Look through the data below. Pick out the lines holding the string "replacement".

*** Data extracts ***

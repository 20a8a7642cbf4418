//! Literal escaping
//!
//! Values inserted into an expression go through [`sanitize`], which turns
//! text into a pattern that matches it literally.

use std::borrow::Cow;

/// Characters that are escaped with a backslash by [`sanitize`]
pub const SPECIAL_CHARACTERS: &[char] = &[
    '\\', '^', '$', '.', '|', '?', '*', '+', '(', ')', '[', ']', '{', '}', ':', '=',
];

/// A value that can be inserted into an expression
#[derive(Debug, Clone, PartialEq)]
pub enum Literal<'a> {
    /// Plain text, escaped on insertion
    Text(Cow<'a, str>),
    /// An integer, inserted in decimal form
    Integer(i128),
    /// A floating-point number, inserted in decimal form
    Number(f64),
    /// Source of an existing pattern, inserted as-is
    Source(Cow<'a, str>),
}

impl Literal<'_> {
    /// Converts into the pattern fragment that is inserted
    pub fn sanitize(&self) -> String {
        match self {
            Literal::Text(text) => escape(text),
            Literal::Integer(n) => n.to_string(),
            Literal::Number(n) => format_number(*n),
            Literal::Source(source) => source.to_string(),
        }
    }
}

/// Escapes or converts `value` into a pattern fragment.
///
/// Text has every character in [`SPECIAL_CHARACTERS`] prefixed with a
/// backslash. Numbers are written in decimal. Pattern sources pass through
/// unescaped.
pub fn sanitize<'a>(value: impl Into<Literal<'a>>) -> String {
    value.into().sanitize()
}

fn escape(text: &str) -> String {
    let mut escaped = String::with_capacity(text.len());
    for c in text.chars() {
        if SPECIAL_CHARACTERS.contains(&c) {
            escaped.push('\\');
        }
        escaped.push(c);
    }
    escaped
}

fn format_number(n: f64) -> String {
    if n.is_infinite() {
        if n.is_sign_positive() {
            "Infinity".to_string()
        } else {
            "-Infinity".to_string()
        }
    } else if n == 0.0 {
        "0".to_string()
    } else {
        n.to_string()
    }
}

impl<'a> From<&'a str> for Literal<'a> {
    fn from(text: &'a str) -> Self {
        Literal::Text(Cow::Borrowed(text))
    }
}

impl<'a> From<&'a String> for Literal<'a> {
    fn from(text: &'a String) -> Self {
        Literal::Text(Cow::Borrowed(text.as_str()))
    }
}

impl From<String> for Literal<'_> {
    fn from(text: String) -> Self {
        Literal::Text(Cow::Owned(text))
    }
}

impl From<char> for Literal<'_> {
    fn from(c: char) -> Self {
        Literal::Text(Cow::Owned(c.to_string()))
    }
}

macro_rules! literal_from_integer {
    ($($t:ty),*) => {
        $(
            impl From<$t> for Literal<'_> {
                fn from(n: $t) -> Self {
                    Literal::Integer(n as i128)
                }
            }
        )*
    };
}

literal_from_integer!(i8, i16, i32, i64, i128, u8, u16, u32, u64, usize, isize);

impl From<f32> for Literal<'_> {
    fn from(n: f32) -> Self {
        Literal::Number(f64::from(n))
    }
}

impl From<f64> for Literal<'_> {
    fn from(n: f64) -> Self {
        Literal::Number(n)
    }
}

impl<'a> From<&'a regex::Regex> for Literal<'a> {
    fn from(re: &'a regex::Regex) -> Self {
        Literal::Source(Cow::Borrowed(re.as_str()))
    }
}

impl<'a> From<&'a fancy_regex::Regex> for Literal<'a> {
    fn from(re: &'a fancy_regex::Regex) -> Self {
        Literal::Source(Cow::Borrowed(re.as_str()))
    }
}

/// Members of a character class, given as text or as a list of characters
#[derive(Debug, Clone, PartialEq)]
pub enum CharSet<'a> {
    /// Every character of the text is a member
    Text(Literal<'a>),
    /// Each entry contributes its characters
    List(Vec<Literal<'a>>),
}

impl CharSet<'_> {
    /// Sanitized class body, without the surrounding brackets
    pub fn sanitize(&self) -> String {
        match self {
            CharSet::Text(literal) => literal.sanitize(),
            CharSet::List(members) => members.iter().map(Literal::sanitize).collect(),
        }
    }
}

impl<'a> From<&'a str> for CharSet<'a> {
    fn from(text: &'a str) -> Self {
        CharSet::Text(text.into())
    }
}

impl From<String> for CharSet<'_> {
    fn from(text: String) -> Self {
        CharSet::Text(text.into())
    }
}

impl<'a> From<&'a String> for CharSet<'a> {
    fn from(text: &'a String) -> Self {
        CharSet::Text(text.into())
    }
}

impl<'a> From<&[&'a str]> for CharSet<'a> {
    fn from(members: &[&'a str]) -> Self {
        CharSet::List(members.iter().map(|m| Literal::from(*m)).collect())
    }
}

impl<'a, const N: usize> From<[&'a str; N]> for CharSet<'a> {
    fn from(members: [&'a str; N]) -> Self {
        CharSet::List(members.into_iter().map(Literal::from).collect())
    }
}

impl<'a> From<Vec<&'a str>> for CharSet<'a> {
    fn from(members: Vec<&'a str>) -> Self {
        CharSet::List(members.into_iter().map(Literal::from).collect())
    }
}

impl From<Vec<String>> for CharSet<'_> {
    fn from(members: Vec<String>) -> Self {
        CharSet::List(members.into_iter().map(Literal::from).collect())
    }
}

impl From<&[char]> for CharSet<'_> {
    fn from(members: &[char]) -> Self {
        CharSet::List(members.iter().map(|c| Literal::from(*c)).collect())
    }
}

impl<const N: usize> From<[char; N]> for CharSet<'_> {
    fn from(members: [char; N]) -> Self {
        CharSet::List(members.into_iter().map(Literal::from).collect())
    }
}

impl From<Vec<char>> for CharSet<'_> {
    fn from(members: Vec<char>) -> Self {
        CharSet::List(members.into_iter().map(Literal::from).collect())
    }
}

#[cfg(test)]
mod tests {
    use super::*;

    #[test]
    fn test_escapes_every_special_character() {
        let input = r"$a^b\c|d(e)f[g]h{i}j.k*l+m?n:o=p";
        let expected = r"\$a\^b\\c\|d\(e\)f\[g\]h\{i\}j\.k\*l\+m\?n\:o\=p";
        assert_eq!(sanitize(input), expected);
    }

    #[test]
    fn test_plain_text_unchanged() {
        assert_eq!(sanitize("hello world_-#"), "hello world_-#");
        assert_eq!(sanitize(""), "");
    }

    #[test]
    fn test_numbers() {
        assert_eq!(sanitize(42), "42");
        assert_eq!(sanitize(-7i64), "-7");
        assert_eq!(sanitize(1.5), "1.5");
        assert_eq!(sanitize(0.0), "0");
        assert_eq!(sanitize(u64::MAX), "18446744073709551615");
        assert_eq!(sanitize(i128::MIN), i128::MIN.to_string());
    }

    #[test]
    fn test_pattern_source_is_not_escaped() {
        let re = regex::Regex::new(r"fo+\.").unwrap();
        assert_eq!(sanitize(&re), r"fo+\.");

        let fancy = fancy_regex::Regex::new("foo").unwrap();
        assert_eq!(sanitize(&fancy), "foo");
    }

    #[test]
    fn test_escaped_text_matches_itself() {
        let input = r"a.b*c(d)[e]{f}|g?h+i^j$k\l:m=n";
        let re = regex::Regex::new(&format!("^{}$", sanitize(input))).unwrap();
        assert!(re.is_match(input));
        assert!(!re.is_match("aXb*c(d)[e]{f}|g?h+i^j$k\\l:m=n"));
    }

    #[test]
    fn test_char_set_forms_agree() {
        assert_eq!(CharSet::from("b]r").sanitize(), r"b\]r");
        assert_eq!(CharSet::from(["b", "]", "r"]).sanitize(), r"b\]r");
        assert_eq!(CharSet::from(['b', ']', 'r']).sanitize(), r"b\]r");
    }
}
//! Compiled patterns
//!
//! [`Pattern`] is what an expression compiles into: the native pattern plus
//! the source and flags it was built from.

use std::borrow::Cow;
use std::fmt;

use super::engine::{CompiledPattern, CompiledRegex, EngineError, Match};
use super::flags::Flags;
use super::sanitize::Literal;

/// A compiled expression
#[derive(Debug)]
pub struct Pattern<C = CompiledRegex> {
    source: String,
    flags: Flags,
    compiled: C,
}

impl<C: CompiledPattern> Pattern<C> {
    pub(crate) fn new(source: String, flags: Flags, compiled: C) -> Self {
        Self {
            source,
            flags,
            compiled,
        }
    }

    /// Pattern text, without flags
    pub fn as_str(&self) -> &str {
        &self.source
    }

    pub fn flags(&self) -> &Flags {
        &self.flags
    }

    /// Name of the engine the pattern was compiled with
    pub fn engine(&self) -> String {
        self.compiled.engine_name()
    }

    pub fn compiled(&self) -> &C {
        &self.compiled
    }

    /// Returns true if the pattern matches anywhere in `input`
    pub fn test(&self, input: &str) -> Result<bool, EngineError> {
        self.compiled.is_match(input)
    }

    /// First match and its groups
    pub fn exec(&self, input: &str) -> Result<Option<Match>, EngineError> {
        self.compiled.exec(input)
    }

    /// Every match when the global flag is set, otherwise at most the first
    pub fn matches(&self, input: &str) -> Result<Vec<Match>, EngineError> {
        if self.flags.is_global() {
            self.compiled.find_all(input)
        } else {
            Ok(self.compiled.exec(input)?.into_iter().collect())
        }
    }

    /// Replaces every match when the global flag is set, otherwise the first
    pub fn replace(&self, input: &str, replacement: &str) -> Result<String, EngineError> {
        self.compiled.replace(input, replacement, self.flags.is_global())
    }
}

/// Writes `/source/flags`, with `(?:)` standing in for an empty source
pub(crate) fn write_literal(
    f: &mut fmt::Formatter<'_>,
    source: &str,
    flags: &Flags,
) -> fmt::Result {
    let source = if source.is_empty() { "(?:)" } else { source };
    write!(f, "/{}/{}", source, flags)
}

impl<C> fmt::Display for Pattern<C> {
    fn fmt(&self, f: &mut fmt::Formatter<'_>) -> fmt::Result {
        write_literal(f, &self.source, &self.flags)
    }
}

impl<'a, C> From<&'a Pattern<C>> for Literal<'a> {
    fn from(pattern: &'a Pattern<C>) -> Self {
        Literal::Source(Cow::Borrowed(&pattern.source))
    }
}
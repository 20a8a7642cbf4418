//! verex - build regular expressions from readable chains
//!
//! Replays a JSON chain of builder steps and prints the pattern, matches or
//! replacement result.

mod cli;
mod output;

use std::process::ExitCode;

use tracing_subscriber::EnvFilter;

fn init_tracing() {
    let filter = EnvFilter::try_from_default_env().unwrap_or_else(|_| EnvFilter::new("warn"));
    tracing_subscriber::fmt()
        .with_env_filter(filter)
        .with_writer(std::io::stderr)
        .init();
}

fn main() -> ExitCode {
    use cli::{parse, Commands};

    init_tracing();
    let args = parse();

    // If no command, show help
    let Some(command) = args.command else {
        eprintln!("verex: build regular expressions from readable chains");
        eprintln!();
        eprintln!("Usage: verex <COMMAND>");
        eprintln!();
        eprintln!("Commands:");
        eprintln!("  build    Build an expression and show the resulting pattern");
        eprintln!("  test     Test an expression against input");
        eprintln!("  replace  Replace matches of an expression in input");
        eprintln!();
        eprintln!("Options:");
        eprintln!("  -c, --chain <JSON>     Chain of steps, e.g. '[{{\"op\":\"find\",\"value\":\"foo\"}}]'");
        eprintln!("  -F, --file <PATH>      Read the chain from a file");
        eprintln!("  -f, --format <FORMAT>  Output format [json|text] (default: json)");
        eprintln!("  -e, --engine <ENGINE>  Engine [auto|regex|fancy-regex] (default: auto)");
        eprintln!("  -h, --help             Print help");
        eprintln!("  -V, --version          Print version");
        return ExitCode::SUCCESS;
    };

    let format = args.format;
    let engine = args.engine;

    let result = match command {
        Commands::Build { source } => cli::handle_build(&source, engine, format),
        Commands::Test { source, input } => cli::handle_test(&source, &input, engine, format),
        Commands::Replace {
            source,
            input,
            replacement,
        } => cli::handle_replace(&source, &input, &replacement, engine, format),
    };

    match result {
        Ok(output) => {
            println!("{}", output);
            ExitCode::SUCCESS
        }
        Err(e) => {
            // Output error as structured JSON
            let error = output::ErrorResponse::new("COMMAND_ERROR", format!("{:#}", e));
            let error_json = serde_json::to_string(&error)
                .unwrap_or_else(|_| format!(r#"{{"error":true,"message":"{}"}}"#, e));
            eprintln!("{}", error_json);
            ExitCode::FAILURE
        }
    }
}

*** End of Data extracts ***
*** Data extracts ***

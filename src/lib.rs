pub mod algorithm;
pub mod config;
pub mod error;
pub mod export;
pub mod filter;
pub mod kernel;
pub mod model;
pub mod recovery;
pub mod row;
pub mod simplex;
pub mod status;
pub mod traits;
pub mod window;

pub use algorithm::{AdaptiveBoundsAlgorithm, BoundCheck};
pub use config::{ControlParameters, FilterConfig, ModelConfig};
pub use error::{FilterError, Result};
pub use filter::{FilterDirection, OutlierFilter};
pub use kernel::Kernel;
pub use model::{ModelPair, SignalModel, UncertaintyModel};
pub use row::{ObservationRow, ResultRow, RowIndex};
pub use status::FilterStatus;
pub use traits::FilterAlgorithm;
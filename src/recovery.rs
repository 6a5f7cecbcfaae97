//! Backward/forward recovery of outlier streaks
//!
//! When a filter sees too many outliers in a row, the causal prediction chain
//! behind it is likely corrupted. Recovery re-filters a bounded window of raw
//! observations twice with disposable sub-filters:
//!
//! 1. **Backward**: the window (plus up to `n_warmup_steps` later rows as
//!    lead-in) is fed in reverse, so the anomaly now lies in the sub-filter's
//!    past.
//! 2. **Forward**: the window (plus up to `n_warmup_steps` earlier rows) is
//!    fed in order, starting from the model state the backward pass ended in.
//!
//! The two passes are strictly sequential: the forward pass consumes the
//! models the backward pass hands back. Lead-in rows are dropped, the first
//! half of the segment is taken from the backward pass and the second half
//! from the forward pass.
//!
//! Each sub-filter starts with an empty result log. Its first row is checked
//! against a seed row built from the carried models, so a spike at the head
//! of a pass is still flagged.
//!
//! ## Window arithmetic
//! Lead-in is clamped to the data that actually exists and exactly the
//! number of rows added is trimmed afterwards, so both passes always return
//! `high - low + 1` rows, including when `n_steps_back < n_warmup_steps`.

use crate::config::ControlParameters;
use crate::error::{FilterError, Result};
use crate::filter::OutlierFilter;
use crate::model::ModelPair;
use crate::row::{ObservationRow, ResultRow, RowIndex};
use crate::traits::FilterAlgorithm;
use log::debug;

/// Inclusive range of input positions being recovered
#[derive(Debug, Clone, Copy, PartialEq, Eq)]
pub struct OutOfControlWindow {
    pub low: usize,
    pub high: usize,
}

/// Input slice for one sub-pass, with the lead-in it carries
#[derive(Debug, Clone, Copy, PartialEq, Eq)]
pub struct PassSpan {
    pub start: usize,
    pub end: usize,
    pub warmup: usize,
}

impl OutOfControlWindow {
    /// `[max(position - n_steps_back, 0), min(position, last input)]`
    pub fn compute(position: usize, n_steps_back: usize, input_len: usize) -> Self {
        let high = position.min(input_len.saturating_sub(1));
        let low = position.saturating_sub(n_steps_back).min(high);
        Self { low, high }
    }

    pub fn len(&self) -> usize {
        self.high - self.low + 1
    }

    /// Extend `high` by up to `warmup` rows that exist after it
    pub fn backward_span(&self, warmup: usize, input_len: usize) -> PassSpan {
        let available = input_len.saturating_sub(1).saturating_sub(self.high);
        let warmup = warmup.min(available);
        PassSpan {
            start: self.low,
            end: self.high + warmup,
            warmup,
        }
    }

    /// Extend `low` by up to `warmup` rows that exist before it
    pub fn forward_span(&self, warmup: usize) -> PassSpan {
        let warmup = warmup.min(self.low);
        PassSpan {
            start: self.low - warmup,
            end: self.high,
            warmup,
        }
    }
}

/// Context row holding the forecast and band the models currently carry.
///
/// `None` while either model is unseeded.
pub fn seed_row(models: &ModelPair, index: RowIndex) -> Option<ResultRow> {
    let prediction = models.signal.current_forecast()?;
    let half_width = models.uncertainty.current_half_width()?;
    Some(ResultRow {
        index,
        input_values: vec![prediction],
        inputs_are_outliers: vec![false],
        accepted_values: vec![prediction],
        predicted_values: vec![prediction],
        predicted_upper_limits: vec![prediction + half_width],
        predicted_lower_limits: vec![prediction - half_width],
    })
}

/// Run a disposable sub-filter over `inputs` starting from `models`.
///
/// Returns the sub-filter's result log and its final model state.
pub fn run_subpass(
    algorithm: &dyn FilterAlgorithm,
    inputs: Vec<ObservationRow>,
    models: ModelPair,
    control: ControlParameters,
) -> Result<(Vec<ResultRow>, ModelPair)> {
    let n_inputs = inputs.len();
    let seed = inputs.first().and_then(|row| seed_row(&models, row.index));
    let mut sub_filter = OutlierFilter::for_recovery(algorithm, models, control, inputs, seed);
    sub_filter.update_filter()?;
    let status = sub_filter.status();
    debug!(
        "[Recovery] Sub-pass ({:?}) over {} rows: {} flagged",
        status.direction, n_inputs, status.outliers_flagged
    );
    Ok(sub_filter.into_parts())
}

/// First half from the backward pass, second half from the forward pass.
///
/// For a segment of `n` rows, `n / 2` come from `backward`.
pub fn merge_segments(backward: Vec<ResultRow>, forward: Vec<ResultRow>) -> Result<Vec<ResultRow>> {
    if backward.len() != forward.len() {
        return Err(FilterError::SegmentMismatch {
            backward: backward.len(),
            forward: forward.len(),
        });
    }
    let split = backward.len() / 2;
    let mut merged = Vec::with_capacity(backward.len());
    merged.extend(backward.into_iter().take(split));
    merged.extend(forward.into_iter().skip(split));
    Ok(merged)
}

*** End of Data extracts ***

- [Solution]:
    pub fn replace(&self, input: &str, replacement: &str) -> Result<String, EngineError> {
        self.compiled.replace(input, replacement, self.flags.is_global())
//! replacement result.
            replacement,
        } => cli::handle_replace(&source, &input, &replacement, engine, format),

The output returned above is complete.